Франческо Франча, родившийся в 1450 году в Болонье в семье ремесленников, весьма порядочных и честных, в ранней юности был отдан в обучение к ювелиру. Обнаруживая в этом деле и талант, и воображение, он в то же время приобрел, подрастая, такую соразмерность во внешнем своем облике и такую мягкость и обольстительность в беседе и в разговоре, что мог своими речами развеселить и отвлечь от мыслей человека самого мрачного, за что его любили не только все его знавшие, но также и многие итальянские государи и другие господа. Занимаясь же во время пребывания у ювелира рисованием, он настолько к этому пристрастился, что, побуждая свой талант к вещам более значительным, достиг в этой области огромнейших успехов, в чем можно убедиться по многим серебряным вещам, выполненным им в Болонье, на его родине, и в особенности по нескольким превосходнейшим работам чернью. Подвизаясь в этой манере, он часто помещал на пространстве в два пальца высотой и немногим больше в ширину двадцать фигурок – соразмернейших и прекрасных. Он выполнил также много серебряных вещей с эмалью, погибших при падении и изгнании Бентивольи. Одним словом, любую вещь, доступную этому искусству, он делал лучше всякого другого. Но превыше всего любил он чеканку медалей и был в этом превосходен и в свое время единственным, в чем можно убедиться по некоторым выполненным им вещам, среди которых естественнейшим образом изображена голова папы Юлия II, и которые выдерживают сравнение с медалями Карадоссо. Помимо этого, он сделал медали синьора Джованни Бентивольи, который кажется живым, и многих государей, которые при проезде через Болонью в ней останавливались. Портретные медали он делал из воска, а по окончании работы штампованные матрицы посылал заказчикам, за что кроме бессмертной славы получал и несметные дары. В течение всей своей жизни он бессменно заведовал болонским Монетным двором и делал для него штампы всех монет во время правления Бентивольи, а также и после их изгнания, при жизни папы Юлия, о чем ясно свидетельствуют монеты, выбитые папой по случаю вступления в город, на которых с одной стороны была его голова с натуры, а с другой – следующие слова: Bononia per Julium а tyranno liberate (Болонья, Юлием освобожденная от тирана). И почитался он в этом деле столь превосходным, что продолжал делать штампы для монет до времени папы Льва. И отпечатки его чеканки ценятся так, что всякий, их имеющий, дорожит ими настолько, что не получишь их ни за какие деньги.
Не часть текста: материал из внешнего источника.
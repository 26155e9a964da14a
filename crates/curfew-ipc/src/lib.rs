//! IPC layer for curfewd
//!
//! Provides:
//! - Unix domain socket server
//! - NDJSON (newline-delimited JSON) protocol
//! - Client connection management
//! - Peer UID roles (admin or observer)

mod client;
mod server;

pub use client::*;
pub use server::*;

use curfew_api::ErrorCode;
use thiserror::Error;

/// IPC errors
#[derive(Debug, Error)]
pub enum IpcError {
    #[error("IO error: {0}")]
    Io(#[from] std::io::Error),

    #[error("JSON error: {0}")]
    Json(#[from] serde_json::Error),

    #[error("Connection closed")]
    ConnectionClosed,

    #[error("Invalid message: {0}")]
    InvalidMessage(String),

    #[error("Server not started")]
    NotStarted,

    #[error("Daemon rejected request ({code:?}): {message}")]
    Rejected { code: ErrorCode, message: String },
}

pub type IpcResult<T> = Result<T, IpcError>;
//! Schedule window evaluation
//!
//! Pure predicates over schedules. Nothing here touches the store or the
//! clock, so a given (schedule, instant, zone) triple always evaluates the
//! same way.

use chrono::{DateTime, Utc};
use chrono_tz::Tz;
use curfew_api::Schedule;

/// Whether `schedule` is enabled and its window contains `now` in `tz`
pub fn is_schedule_active(schedule: &Schedule, now: DateTime<Utc>, tz: Tz) -> bool {
    schedule.is_active && schedule.window().contains_at(now, tz)
}

/// Schedules that are currently in effect
pub fn active_schedules<'a>(
    schedules: &'a [Schedule],
    now: DateTime<Utc>,
    tz: Tz,
) -> impl Iterator<Item = &'a Schedule> + 'a {
    schedules
        .iter()
        .filter(move |s| is_schedule_active(s, now, tz))
}

/// A device should be locked when any of its schedules is in effect.
/// No schedules means unlocked.
pub fn should_lock(schedules: &[Schedule], now: DateTime<Utc>, tz: Tz) -> bool {
    active_schedules(schedules, now, tz).next().is_some()
}

#[cfg(test)]
mod tests {
    use super::*;
    use curfew_util::{DaysOfWeek, ParentId, ScheduleId, WallClock};

    fn schedule(start: &str, end: &str, days: &[u8]) -> Schedule {
        Schedule {
            id: ScheduleId::new(1),
            parent_id: ParentId::new("p"),
            name: "Test".into(),
            start_time: WallClock::parse(start).unwrap(),
            end_time: WallClock::parse(end).unwrap(),
            days_of_week: DaysOfWeek::from_indices(days.iter().copied()),
            is_active: true,
            created_at: at("2023-12-01T00:00:00Z"),
        }
    }

    fn at(s: &str) -> DateTime<Utc> {
        DateTime::parse_from_rfc3339(s).unwrap().with_timezone(&Utc)
    }

    const UTC: Tz = chrono_tz::UTC;

    // 2024-01-01 is a Monday

    #[test]
    fn same_day_window_bounds_are_inclusive() {
        let s = schedule("14:00", "18:00", &[1]);

        assert!(!is_schedule_active(&s, at("2024-01-01T13:59:59Z"), UTC));
        assert!(is_schedule_active(&s, at("2024-01-01T14:00:00Z"), UTC));
        assert!(is_schedule_active(&s, at("2024-01-01T18:00:59Z"), UTC));
        assert!(!is_schedule_active(&s, at("2024-01-01T18:01:00Z"), UTC));
    }

    #[test]
    fn day_outside_set_is_never_active() {
        let s = schedule("00:00", "23:59", &[0, 6]);
        assert!(!is_schedule_active(&s, at("2024-01-01T12:00:00Z"), UTC));
        assert!(is_schedule_active(&s, at("2024-01-06T12:00:00Z"), UTC));
    }

    #[test]
    fn overnight_window_on_listed_day() {
        let s = schedule("22:00", "06:30", &[1]);
        assert!(is_schedule_active(&s, at("2024-01-01T23:00:00Z"), UTC));
        assert!(is_schedule_active(&s, at("2024-01-01T05:00:00Z"), UTC));
        assert!(!is_schedule_active(&s, at("2024-01-01T12:00:00Z"), UTC));
    }

    #[test]
    fn overnight_window_ends_at_midnight_when_next_day_unlisted() {
        let monday_only = schedule("22:00", "06:30", &[1]);
        assert!(!is_schedule_active(&monday_only, at("2024-01-02T05:00:00Z"), UTC));

        let monday_and_tuesday = schedule("22:00", "06:30", &[1, 2]);
        assert!(is_schedule_active(&monday_and_tuesday, at("2024-01-02T05:00:00Z"), UTC));
    }

    #[test]
    fn disabled_schedule_is_never_active() {
        let mut s = schedule("00:00", "23:59", &[0, 1, 2, 3, 4, 5, 6]);
        s.is_active = false;
        assert!(!is_schedule_active(&s, at("2024-01-01T12:00:00Z"), UTC));
    }

    #[test]
    fn empty_day_set_is_never_active() {
        let mut s = schedule("00:00", "23:59", &[]);
        s.days_of_week = DaysOfWeek::from_stored("not json");
        assert!(!is_schedule_active(&s, at("2024-01-01T12:00:00Z"), UTC));
    }

    #[test]
    fn equal_bounds_are_inactive() {
        let s = schedule("09:00", "09:00", &[1]);
        assert!(!is_schedule_active(&s, at("2024-01-01T09:00:00Z"), UTC));
    }

    #[test]
    fn evaluation_uses_the_requested_zone() {
        // 17:00 UTC Monday is 22:30 Monday in Kolkata
        let s = schedule("22:00", "23:00", &[1]);
        let now = at("2024-01-01T17:00:00Z");
        assert!(!is_schedule_active(&s, now, UTC));
        assert!(is_schedule_active(&s, now, chrono_tz::Asia::Kolkata));
    }

    #[test]
    fn should_lock_requires_any_active_schedule() {
        let now = at("2024-01-01T23:00:00Z");
        assert!(!should_lock(&[], now, UTC));

        let homework = schedule("16:00", "18:00", &[1]);
        let bedtime = schedule("22:00", "06:30", &[1]);
        assert!(!should_lock(std::slice::from_ref(&homework), now, UTC));
        assert!(should_lock(&[homework.clone(), bedtime.clone()], now, UTC));

        let schedules = [homework, bedtime];
        let active: Vec<_> = active_schedules(&schedules, now, UTC).collect();
        assert_eq!(active.len(), 1);
        assert_eq!(active[0].start_time.to_string(), "22:00");
    }
}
Случилось так, что Франча, стремящийся к еще большей славе и познакомившись с Андреа Мантеньей и многими другими живописцами, заслужившими богатства и почести за свое искусство, решил испытать себя, не удастся ли ему живопись красками, поскольку рисунком он овладел так, что мог вполне с ними сравниться. И вот, приступив к этому испытанию, он написал несколько портретов и других небольших вещей, держа у себя дома в течение многих месяцев людей, этим занимающихся, чтобы они его научили способам и правилам письма красками; и, таким образом, он, обладая отменной сообразительностью, быстро приобрел в этом опыт. Первой же работой, им выполненной, была не очень большая картина на дереве для мессера Бартоломео Феличини, который поместил ее в Мизерикордию, церковь, что за Болоньей; на этой доске изображена Богоматерь, восседающая на кресле, со многими другими фигурами и с названным мессером Бартоломео, написанным с натуры, и выполнена она маслом с величайшей тщательностью. Вещь эта, написанная им в 1490 году, понравилась в Болонье настолько, что мессер Джованни Бентивольи, пожелав украсить свою капеллу в церкви Сан Якопо в том же городе произведениями этого нового живописца, заказал ему на доске Богоматерь в небесах с двумя ангелами внизу, играющими на музыкальных инструментах; работа эта была выполнена Франчей так хорошо, что он заслужил от мессера Джованни помимо похвал драгоценнейший подарок. Тогда под впечатлением этого произведения монсеньор деи Бентивольи заказал ему для главного алтаря церкви Мизерикордии доску с Рождеством Христовым, которая получила большое одобрение и в которой помимо прекрасного рисунка достойны восхвалений как замысел, так и колорит. На этой работе он изобразил монсеньора с натуры и очень похожим, по словам знавших его, и в том самом одеянии паломника, в котором он возвратился из Иерусалима. Равным образом для церкви Аннунциаты, что за воротами Сан Маммоло, он написал на дереве Благовещение с двумя фигурами по сторонам, которое было признано вещью, отлично написанной.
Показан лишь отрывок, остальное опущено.